Bridging the gap between benchmark performance and real-world deployment requires addressing a constellation of practical issues: data imbalance (real-world tasks are rarely balanced), noisy labels, domain shift within tasks, privacy constraints (which may prevent data storage), computational budgets that vary over time, and the need for anytime inference (the model must perform well at any point during training, not just after completing a task).
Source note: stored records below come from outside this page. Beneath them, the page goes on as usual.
//! The metadata checker.
//!
//! Orchestrates a read-only pass over a metadata device: classify the
//! path, validate the superblock, then walk the mapping array, dirty and
//! discard bitsets, and hint array as requested, joining the per-phase
//! results in the error lattice. On success it can clear the NEEDS_CHECK
//! flag through the superblock commit protocol.

use crate::damage::{BitsetKind, Damage, DamageVisitor};
use crate::hint::check_hint_array;
use crate::mapping::check_mapping_array;
use crate::superblock::{
    superblock_invalid_reasons, Superblock, SuperblockValidator, SB_FLAGS_OFFSET,
    SUPERBLOCK_FLAG_NEEDS_CHECK,
};
use cmt_block::{BlockManager, FileBlockIo, IoMode, DEFAULT_CACHE_CAPACITY};
use cmt_error::{MetaError, Result};
use cmt_pdata::{BitsetVisitor, BitsetWalker, CoreSpaceMap, TransactionManager};
use cmt_types::{read_le_u32, BlockAddress, ErrorState, MD_BLOCK_SIZE, SUPERBLOCK_LOCATION};
use serde::Serialize;
use std::fs::File;
use std::io::Read;
use std::ops::Range;
use std::os::unix::fs::FileTypeExt;
use std::path::Path;
use std::sync::Arc;
use tracing::info;

/// What to verify and how to treat the result.
#[derive(Debug, Clone, Copy, PartialEq, Eq)]
pub struct CheckOptions {
    pub check_mappings: bool,
    pub check_hints: bool,
    pub check_discards: bool,
    /// Treat a non-fatal end state as success.
    pub skip_nonfatal: bool,
    /// Suppress human-facing output; consulted by reporters, not by the
    /// traversal itself.
    pub quiet: bool,
    pub clear_needs_check_on_success: bool,
}

impl Default for CheckOptions {
    fn default() -> Self {
        Self {
            check_mappings: true,
            check_hints: true,
            check_discards: true,
            skip_nonfatal: false,
            quiet: false,
            clear_needs_check_on_success: false,
        }
    }
}

/// What kind of input the path turned out to hold.
#[derive(Debug, Clone, Copy, PartialEq, Eq, Serialize)]
pub enum PathClassification {
    /// Binary metadata, at least one block long.
    Metadata,
    /// Shorter than a single metadata block.
    TooSmall,
    /// Shorter than a block and starting with an XML prolog, almost
    /// certainly a metadata dump, which this tool does not read.
    LooksLikeXml,
}

/// Outcome of a full device check.
#[derive(Debug, Clone, Serialize)]
pub struct CheckReport {
    pub classification: PathClassification,
    pub error_state: ErrorState,
    pub needs_check_set: bool,
    pub cleared_needs_check: bool,
}

impl CheckReport {
    /// Success under the caller's skip-nonfatal policy.
    #[must_use]
    pub fn success(&self, skip_nonfatal: bool) -> bool {
        if skip_nonfatal {
            self.error_state != ErrorState::Fatal
        } else {
            self.error_state == ErrorState::NoError
        }
    }
}

/// Open a metadata device for checking or repair tooling.
pub fn open_metadata(path: impl AsRef<Path>, mode: IoMode) -> Result<Arc<BlockManager>> {
    let io = FileBlockIo::open(path, mode)?;
    Ok(Arc::new(BlockManager::new(
        Box::new(io),
        DEFAULT_CACHE_CAPACITY,
    )))
}

/// Check an already-open block manager.
///
/// Returns the joined error state plus whether NEEDS_CHECK was set.
/// Damage goes to `visitor`; only environmental failures (I/O errors)
/// surface as `Err`.
pub fn check_metadata(
    bm: &Arc<BlockManager>,
    opts: &CheckOptions,
    visitor: &mut dyn DamageVisitor,
) -> Result<(ErrorState, bool)> {
    info!(target: "cmt::check", event = "examining_superblock");
    let sb = {
        let guard = match bm.read_lock(SUPERBLOCK_LOCATION, Arc::new(SuperblockValidator)) {
            Ok(guard) => guard,
            Err(MetaError::Corruption { detail, .. }) => {
                visitor.visit(Damage::SuperblockCorrupt { detail });
                return Ok((ErrorState::Fatal, false));
            }
            Err(err) => return Err(err),
        };
        match Superblock::unpack(guard.data()) {
            Ok(sb) => sb,
            Err(err) => {
                visitor.visit(Damage::SuperblockInvalid {
                    detail: err.to_string(),
                });
                return Ok((ErrorState::Fatal, false));
            }
        }
    };

    let needs_check = sb.needs_check();
    let reasons = superblock_invalid_reasons(&sb, bm.nr_blocks());
    if !reasons.is_empty() {
        for detail in reasons {
            visitor.visit(Damage::SuperblockInvalid { detail });
        }
        return Ok((ErrorState::Fatal, needs_check));
    }

    let mut sm = CoreSpaceMap::new(bm.nr_blocks());
    sm.inc(SUPERBLOCK_LOCATION);
    let tm = TransactionManager::new(Arc::clone(bm), sm);

    let mut err = ErrorState::NoError;
    if opts.check_mappings {
        info!(target: "cmt::check", event = "examining_mapping_array", cache_blocks = sb.cache_blocks);
        err = err.combine(check_mapping_array(
            &tm,
            sb.mapping_root,
            u64::from(sb.cache_blocks),
            sb.version,
            visitor,
        )?);
        if sb.version >= 2 {
            if let Some(dirty_root) = sb.dirty_root {
                info!(target: "cmt::check", event = "examining_dirty_bitset");
                err = err.combine(check_bitset(
                    &tm,
                    dirty_root,
                    u64::from(sb.cache_blocks),
                    BitsetKind::Dirty,
                    visitor,
                )?);
            }
        }
    }

    if opts.check_hints {
        match sb.hint_root {
            None => info!(target: "cmt::check", event = "no_hint_array"),
            Some(root) => {
                info!(target: "cmt::check", event = "examining_hint_array", hint_width = sb.policy_hint_size);
                err = err.combine(check_hint_array(
                    &tm,
                    root,
                    u64::from(sb.cache_blocks),
                    sb.policy_hint_size,
                    visitor,
                )?);
            }
        }
    }

    if opts.check_discards {
        match sb.discard_root {
            None => info!(target: "cmt::check", event = "no_discard_bitset"),
            Some(root) => {
                info!(target: "cmt::check", event = "examining_discard_bitset", nr_bits = sb.discard_nr_blocks);
                err = err.combine(check_bitset(
                    &tm,
                    root,
                    sb.discard_nr_blocks,
                    BitsetKind::Discard,
                    visitor,
                )?);
            }
        }
    }

    Ok((err, needs_check))
}

/// Full path-level check: classify the input, run the metadata pass, and
/// clear NEEDS_CHECK afterwards when asked to and earned.
pub fn check_device(
    path: impl AsRef<Path>,
    opts: &CheckOptions,
    visitor: &mut dyn DamageVisitor,
) -> Result<CheckReport> {
    let path = path.as_ref();
    let meta = std::fs::metadata(path)?;
    let file_type = meta.file_type();
    if !file_type.is_file() && !file_type.is_block_device() {
        return Err(MetaError::Invalid(format!(
            "{}: not a block device or regular file",
            path.display()
        )));
    }

    // Size gate runs before any block-manager construction.
    let length = if file_type.is_block_device() {
        cmt_block::device_length(&File::open(path)?)?
    } else {
        meta.len()
    };
    if length < MD_BLOCK_SIZE as u64 {
        let classification = if looks_like_xml(path)? {
            PathClassification::LooksLikeXml
        } else {
            PathClassification::TooSmall
        };
        return Ok(CheckReport {
            classification,
            error_state: ErrorState::Fatal,
            needs_check_set: false,
            cleared_needs_check: false,
        });
    }

    let (error_state, needs_check_set) = {
        let bm = open_metadata(path, IoMode::ReadOnly)?;
        check_metadata(&bm, opts, visitor)?
    };

    let mut report = CheckReport {
        classification: PathClassification::Metadata,
        error_state,
        needs_check_set,
        cleared_needs_check: false,
    };
    if report.success(opts.skip_nonfatal) && opts.clear_needs_check_on_success && needs_check_set {
        clear_needs_check(path)?;
        report.cleared_needs_check = true;
    }
    Ok(report)
}

/// Clear the NEEDS_CHECK flag in place and commit superblock-last.
///
/// Only the flags word and the checksum change; every other byte of
/// block 0 is preserved.
pub fn clear_needs_check(path: impl AsRef<Path>) -> Result<()> {
    let bm = open_metadata(path, IoMode::ReadWrite)?;
    let mut guard = bm.superblock(SUPERBLOCK_LOCATION, Arc::new(SuperblockValidator))?;
    let flags = read_le_u32(guard.data(), SB_FLAGS_OFFSET)?;
    let cleared = flags & !SUPERBLOCK_FLAG_NEEDS_CHECK;
    guard.data_mut()[SB_FLAGS_OFFSET..SB_FLAGS_OFFSET + 4]
        .copy_from_slice(&cleared.to_le_bytes());
    guard.commit()?;
    info!(target: "cmt::check", event = "cleared_needs_check");
    Ok(())
}

/// Walk a bitset and report absent ranges.
pub fn check_bitset(
    tm: &TransactionManager,
    root: BlockAddress,
    nr_bits: u64,
    kind: BitsetKind,
    visitor: &mut dyn DamageVisitor,
) -> Result<ErrorState> {
    let mut checker = BitsetChecker {
        kind,
        visitor,
        err: ErrorState::NoError,
    };
    BitsetWalker::new(tm, nr_bits).walk(root, &mut checker)?;
    Ok(checker.err)
}

struct BitsetChecker<'a> {
    kind: BitsetKind,
    visitor: &'a mut dyn DamageVisitor,
    err: ErrorState,
}

impl BitsetVisitor for BitsetChecker<'_> {
    fn visit_bit(&mut self, _index: u64, _value: bool) -> Result<()> {
        Ok(())
    }

    fn visit_missing(&mut self, indices: Range<u64>) {
        self.err = self.err.combine(ErrorState::Fatal);
        self.visitor.visit(Damage::MissingBits {
            kind: self.kind,
            indices,
        });
    }
}

/// True when the head of the file is an XML prolog, allowing for an
/// optional UTF-8 BOM and leading whitespace.
fn looks_like_xml(path: &Path) -> Result<bool> {
    let mut head = [0_u8; 64];
    let mut file = File::open(path)?;
    let n = file.read(&mut head)?;
    let mut text = &head[..n];
    if let Some(stripped) = text.strip_prefix(&[0xEF, 0xBB, 0xBF]) {
        text = stripped;
    }
    while let Some((first, rest)) = text.split_first() {
        if first.is_ascii_whitespace() {
            text = rest;
        } else {
            break;
        }
    }
    Ok(text.starts_with(b"<?xml"))
}

#[cfg(test)]
mod tests {
    use super::*;
    use std::io::Write;

    fn classify(contents: &[u8]) -> bool {
        let mut tmp = tempfile::NamedTempFile::new().unwrap();
        tmp.write_all(contents).unwrap();
        tmp.flush().unwrap();
        looks_like_xml(tmp.path()).unwrap()
    }

    #[test]
    fn xml_prolog_is_detected() {
        assert!(classify(b"<?xml version=\"1.0\"?>\n"));
        assert!(classify(b"  \n<?xml version=\"1.0\"?>"));
        assert!(classify(b"\xEF\xBB\xBF<?xml"));
    }

    #[test]
    fn binary_and_empty_inputs_are_not_xml() {
        assert!(!classify(b""));
        assert!(!classify(b"\x00\x01\x02"));
        assert!(!classify(b"<html>"));
    }

    #[test]
    fn default_options_check_everything() {
        let opts = CheckOptions::default();
        assert!(opts.check_mappings && opts.check_hints && opts.check_discards);
        assert!(!opts.skip_nonfatal && !opts.quiet && !opts.clear_needs_check_on_success);
    }

    #[test]
    fn report_success_policy() {
        let mut report = CheckReport {
            classification: PathClassification::Metadata,
            error_state: ErrorState::NonFatal,
            needs_check_set: false,
            cleared_needs_check: false,
        };
        assert!(!report.success(false));
        assert!(report.success(true));
        report.error_state = ErrorState::Fatal;
        assert!(!report.success(true));
    }
}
Industrial applications such as autonomous driving, medical diagnosis, and recommendation systems each bring domain-specific challenges that current benchmarks do not capture (Hsu et al., 2018).

Unifying Perspectives

The field of continual learning is increasingly fragmented, with separate communities working on continual learning from scratch, continual learning with pre-trained models, continual pre-training of LLMs, knowledge editing, and model merging. A unifying theoretical and methodological framework that connects these perspectives -- recognizing that they all address the fundamental stability-plasticity tradeoff in different contexts -- would be valuable for guiding future research and avoiding redundant effort.